Monday, January 21, 2008

being sexy on the inside...

i feel a little bi-polar these days...one i'm up, the next i'm down. i don't know what i want out of life right now and most of the time, that consumes my mind. i try and try to figure out my passion, my love, my purpose, and i get nothing. on the days i'm up, i think it's because i get caught in a moment that reminds me i DO have purpose and my passion comes alive. then those moments fade and i'm back to reality...the reality that life is hard.

i don't know how i got here. i used to be such an optimist, and i truly believe it'll come back, but right now i'm a skeptic. i'm not happy with who i am at this moment. i know it's okay to say that because i know it won't always be that way, and it never really was like that before, but right now...i'm stuck. i used to love who i was and what god was doing with me, but i just can't see it right now. i don't love who i am because i don't know who i am. i can still claim some pretty big promises though, while i try to figure out who i am. i know the lord loves me with all my flaws and failures. i know that i have purpose in christ. i know that i've been called and chosen. i know i'm redeemed. i know i'm forgiven. i know i am blessed. and i know this too shall pass...it always does.

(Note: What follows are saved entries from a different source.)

impl ProgramBuilder {
    pub fn new() -> Self {
        Self {
            program: Program::new(),
            scopes: vec![Vec::new()],
            next_token: 0,
            // Label 0 is the block every worker starts in
            next_label: 1,
        }
    }

    fn declare(&mut self, ty: TokenType) -> Token {
        let id = TokenId(self.next_token);
        self.next_token += 1;
        self.program.symbol.insert(id, ty);
        Token { id, ty }
    }

    fn label(&mut self) -> LabelId {
        let label = LabelId(self.next_label);
        self.next_label += 1;
        label
    }

    fn emit(&mut self, op: Op) {
        if let Some(block) = self.scopes.last_mut() {
            block.push(op);
        }
    }

    fn block(&mut self, fill: impl FnOnce(&mut Self)) -> Vec<Op> {
        self.scopes.push(Vec::new());
        fill(self);
        self.scopes.pop().unwrap_or_default()
    }

    fn value(&mut self, ty: DataType) -> Token {
        self.declare(TokenType::Constant(ty))
    }

    // ============================================================================================
    // Constants
    // ============================================================================================

    pub fn constant(&mut self, value: ScalarValue) -> Token {
        let token = self.value(value.data_type());
        self.emit(Op::Constant(token.id, value));
        token
    }

    pub fn constant_u32(&mut self, value: u32) -> Token {
        self.constant(ScalarValue::U32(value))
    }

    pub fn constant_i32(&mut self, value: i32) -> Token {
        self.constant(ScalarValue::I32(value))
    }

    pub fn constant_f32(&mut self, value: f32) -> Token {
        self.constant(ScalarValue::F32(value))
    }

    pub fn constant_bool(&mut self, value: bool) -> Token {
        self.constant(ScalarValue::Bool(value))
    }

    // ============================================================================================
    // Parameters and storage
    // ============================================================================================

    /// Scalar input parameter; read it with [`load`](Self::load)
    pub fn input(&mut self, name: &str, ty: DataType) -> Token {
        let token = self.declare(TokenType::Variable(ty));
        self.program.input.insert(name.to_string(), token.id);
        token
    }

    pub fn input_array(&mut self, name: &str, ty: DataType) -> Token {
        let token = self.declare(TokenType::Array(ty));
        self.program.input.insert(name.to_string(), token.id);
        self.program.storage.insert(token.id, StorageType::SharedArray(ty, 0));
        token
    }

    /// Scalar output parameter; write it with [`store`](Self::store)
    pub fn output(&mut self, name: &str, ty: DataType) -> Token {
        let token = self.declare(TokenType::Variable(ty));
        self.program.output.insert(name.to_string(), token.id);
        token
    }

    /// Output array of `size` elements shared by all workers
    pub fn output_array(&mut self, name: &str, ty: DataType, size: Token) -> Token {
        let token = self.declare(TokenType::Array(ty));
        self.program.output.insert(name.to_string(), token.id);
        self.program.storage.insert(token.id, StorageType::SharedArray(ty, 0));
        self.emit(Op::ArrayNew(token.id, size.id, ty, 0, true));
        token
    }

    /// Bind an existing token as an output too (in-place parameters)
    pub fn mark_output(&mut self, name: &str, token: Token) {
        self.program.output.insert(name.to_string(), token.id);
    }

    /// Worker-private mutable scalar
    pub fn variable(&mut self, ty: DataType) -> Token {
        let token = self.declare(TokenType::Variable(ty));
        self.program.storage.insert(token.id, StorageType::Variable(ty));
        token
    }

    /// Worker-private array of `size` zeroed elements
    pub fn private_array(&mut self, ty: DataType, size: Token) -> Token {
        let token = self.declare(TokenType::Array(ty));
        self.program.storage.insert(token.id, StorageType::PrivateArray(ty, 0));
        self.emit(Op::ArrayNew(token.id, size.id, ty, 0, false));
        token
    }

    // ============================================================================================
    // Memory
    // ============================================================================================

    pub fn load(&mut self, variable: Token) -> Token {
        let token = self.value(variable.data_type());
        self.emit(Op::Load(token.id, variable.id));
        token
    }

    pub fn store(&mut self, variable: Token, value: Token) {
        self.emit(Op::Store(variable.id, value.id));
    }

    pub fn worker_id(&mut self) -> Token {
        let token = self.value(DataType::U32);
        self.emit(Op::WorkerId(token.id));
        token
    }

    pub fn num_workers(&mut self) -> Token {
        let token = self.value(DataType::U32);
        self.emit(Op::NumWorkers(token.id));
        token
    }

    pub fn array_len(&mut self, array: Token) -> Token {
        let token = self.value(DataType::U32);
        self.emit(Op::ArrayLen(token.id, array.id));
        token
    }

    pub fn array_load(&mut self, array: Token, index: Token) -> Token {
        let token = self.value(array.data_type());
        self.emit(Op::ArrayLoad(token.id, array.id, index.id));
        token
    }

    pub fn array_store(&mut self, array: Token, index: Token, value: Token) {
        self.emit(Op::ArrayStore(array.id, index.id, value.id));
    }

    // ============================================================================================
    // Arithmetic and logic
    // ============================================================================================

    fn binary(&mut self, op: fn(TokenId, TokenId, TokenId) -> Op, a: Token, b: Token) -> Token {
        let token = self.value(a.data_type());
        self.emit(op(token.id, a.id, b.id));
        token
    }

    fn unary(&mut self, op: fn(TokenId, TokenId) -> Op, ty: DataType, a: Token) -> Token {
        let token = self.value(ty);
        self.emit(op(token.id, a.id));
        token
    }

    fn compare(&mut self, op: fn(TokenId, TokenId, TokenId) -> Op, a: Token, b: Token) -> Token {
        let token = self.value(DataType::Bool);
        self.emit(op(token.id, a.id, b.id));
        token
    }

    pub fn add(&mut self, a: Token, b: Token) -> Token {
        self.binary(Op::Add, a, b)
    }

    pub fn sub(&mut self, a: Token, b: Token) -> Token {
        self.binary(Op::Sub, a, b)
    }

    pub fn mul(&mut self, a: Token, b: Token) -> Token {
        self.binary(Op::Mul, a, b)
    }

    pub fn div(&mut self, a: Token, b: Token) -> Token {
        self.binary(Op::Div, a, b)
    }

    pub fn rem(&mut self, a: Token, b: Token) -> Token {
        self.binary(Op::Rem, a, b)
    }

    pub fn bit_and(&mut self, a: Token, b: Token) -> Token {
        self.binary(Op::BitAnd, a, b)
    }

    pub fn bit_or(&mut self, a: Token, b: Token) -> Token {
        self.binary(Op::BitOr, a, b)
    }

    pub fn bit_xor(&mut self, a: Token, b: Token) -> Token {
        self.binary(Op::BitXor, a, b)
    }

    /// `a << b`; the result has the type of `a`
    pub fn shl(&mut self, a: Token, b: Token) -> Token {
        self.binary(Op::Shl, a, b)
    }

    pub fn shr(&mut self, a: Token, b: Token) -> Token {
        self.binary(Op::Shr, a, b)
    }

    pub fn neg(&mut self, a: Token) -> Token {
        self.unary(Op::Neg, a.data_type(), a)
    }

    pub fn not(&mut self, a: Token) -> Token {
        self.unary(Op::Not, a.data_type(), a)
    }

    pub fn eq(&mut self, a: Token, b: Token) -> Token {
        self.compare(Op::Eq, a, b)
    }

    pub fn ne(&mut self, a: Token, b: Token) -> Token {
        self.compare(Op::Ne, a, b)
    }

    pub fn lt(&mut self, a: Token, b: Token) -> Token {
        self.compare(Op::Lt, a, b)
    }

    pub fn le(&mut self, a: Token, b: Token) -> Token {
        self.compare(Op::Le, a, b)
    }

    pub fn gt(&mut self, a: Token, b: Token) -> Token {
        self.compare(Op::Gt, a, b)
    }

    pub fn ge(&mut self, a: Token, b: Token) -> Token {
        self.compare(Op::Ge, a, b)
    }

    // ============================================================================================
    // Conversions
    // ============================================================================================

    pub fn u32_from_f32(&mut self, a: Token) -> Token {
        self.unary(Op::U32fromF32, DataType::U32, a)
    }

    pub fn i32_from_f32(&mut self, a: Token) -> Token {
        self.unary(Op::I32fromF32, DataType::I32, a)
    }

    pub fn f32_from_u32(&mut self, a: Token) -> Token {
        self.unary(Op::F32fromU32, DataType::F32, a)
    }

    pub fn f32_from_i32(&mut self, a: Token) -> Token {
        self.unary(Op::F32fromI32, DataType::F32, a)
    }

    pub fn i32_from_u32(&mut self, a: Token) -> Token {
        self.unary(Op::I32fromU32, DataType::I32, a)
    }

    pub fn u32_from_i32(&mut self, a: Token) -> Token {
        self.unary(Op::U32fromI32, DataType::U32, a)
    }

    // ============================================================================================
    // Control flow
    // ============================================================================================

    /// Run `body` when `cond` holds
    pub fn if_then(&mut self, cond: Token, body: impl FnOnce(&mut Self)) {
        let label = self.label();
        let ops = self.block(body);
        let end = self.label();
        self.emit(Op::If(Vec::new(), cond.id, label, ops, end));
    }

    /// Two-way branch, returning the labels of the then and else blocks
    ///
    /// The labels select values with [`phi`](Self::phi) after the branch.
    pub fn if_then_else(
        &mut self,
        cond: Token,
        then_body: impl FnOnce(&mut Self),
        else_body: impl FnOnce(&mut Self),
    ) -> (LabelId, LabelId) {
        let then_label = self.label();
        let then_ops = self.block(then_body);
        let else_label = self.label();
        let else_ops = self.block(else_body);
        let end = self.label();
        self.emit(Op::IfElse(Vec::new(), cond.id, then_label, then_ops, else_label, else_ops, end));
        (then_label, else_label)
    }

    /// Pick `a` if `label_a` was the last block entered, otherwise `b`
    pub fn phi(&mut self, a: Token, label_a: LabelId, b: Token, label_b: LabelId) -> Token {
        let token = self.value(a.data_type());
        self.emit(Op::Phi(token.id, a.id, label_a, b.id, label_b));
        token
    }

    /// Loop while the token produced by `cond` holds
    ///
    /// `cond` is re-evaluated before every iteration.
    pub fn while_loop(&mut self, cond: impl FnOnce(&mut Self) -> Token, body: impl FnOnce(&mut Self)) {
        let cond_label = self.label();
        let mut cond_token = None;
        let cond_ops = self.block(|b| cond_token = Some(cond(b)));
        let body_label = self.label();
        let body_ops = self.block(body);
        let end = self.label();
        let cond_id = cond_token.map(|token| token.id).unwrap_or_default();
        self.emit(Op::While(cond_label, cond_ops, cond_id, body_label, body_ops, end));
    }

    pub fn memory_barrier(&mut self) {
        self.emit(Op::MemoryBarrier);
    }

    pub fn control_barrier(&mut self) {
        self.emit(Op::ControlBarrier);
    }

    // ============================================================================================
    // Output
    // ============================================================================================

    pub fn finish(mut self) -> Program {
        self.program.operation = self.scopes.swap_remove(0);
        self.program
    }

    /// Program source text accepted by [`Executor::new_executable`](crate::Executor::new_executable)
    pub fn to_json(&self) -> Result<String> {
        let mut program = self.program.clone();
        program.operation = self.scopes.first().cloned().unwrap_or_default();
        program.to_json().map_err(|err| Error::Backend(err.into()))
    }
}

the lord has never failed me...ever. i look back at my prayer journals and remember past prayers and i see that so far, most have been answered (besides the ones still pending). god has answered my prayers in his own time and way...and his way has always been better than mine. so i have faith that although i'm searching my soul right now, so is he. and he knows my heart better than i do. he knows my deepest desires and he'll reveal them to me when i'm ready. it's a weird thing not knowing who you are or what you want, especially when you once knew both. but, i believe that not knowing right now is what has to happen in order to be rebuilt. reworked. rewired. reinvented.

so right now, my first priority is being sexy on the inside. and that only comes with knowing my creator more intimately. if i understand his love for me, i'll surely develop a love and respect for myself...right?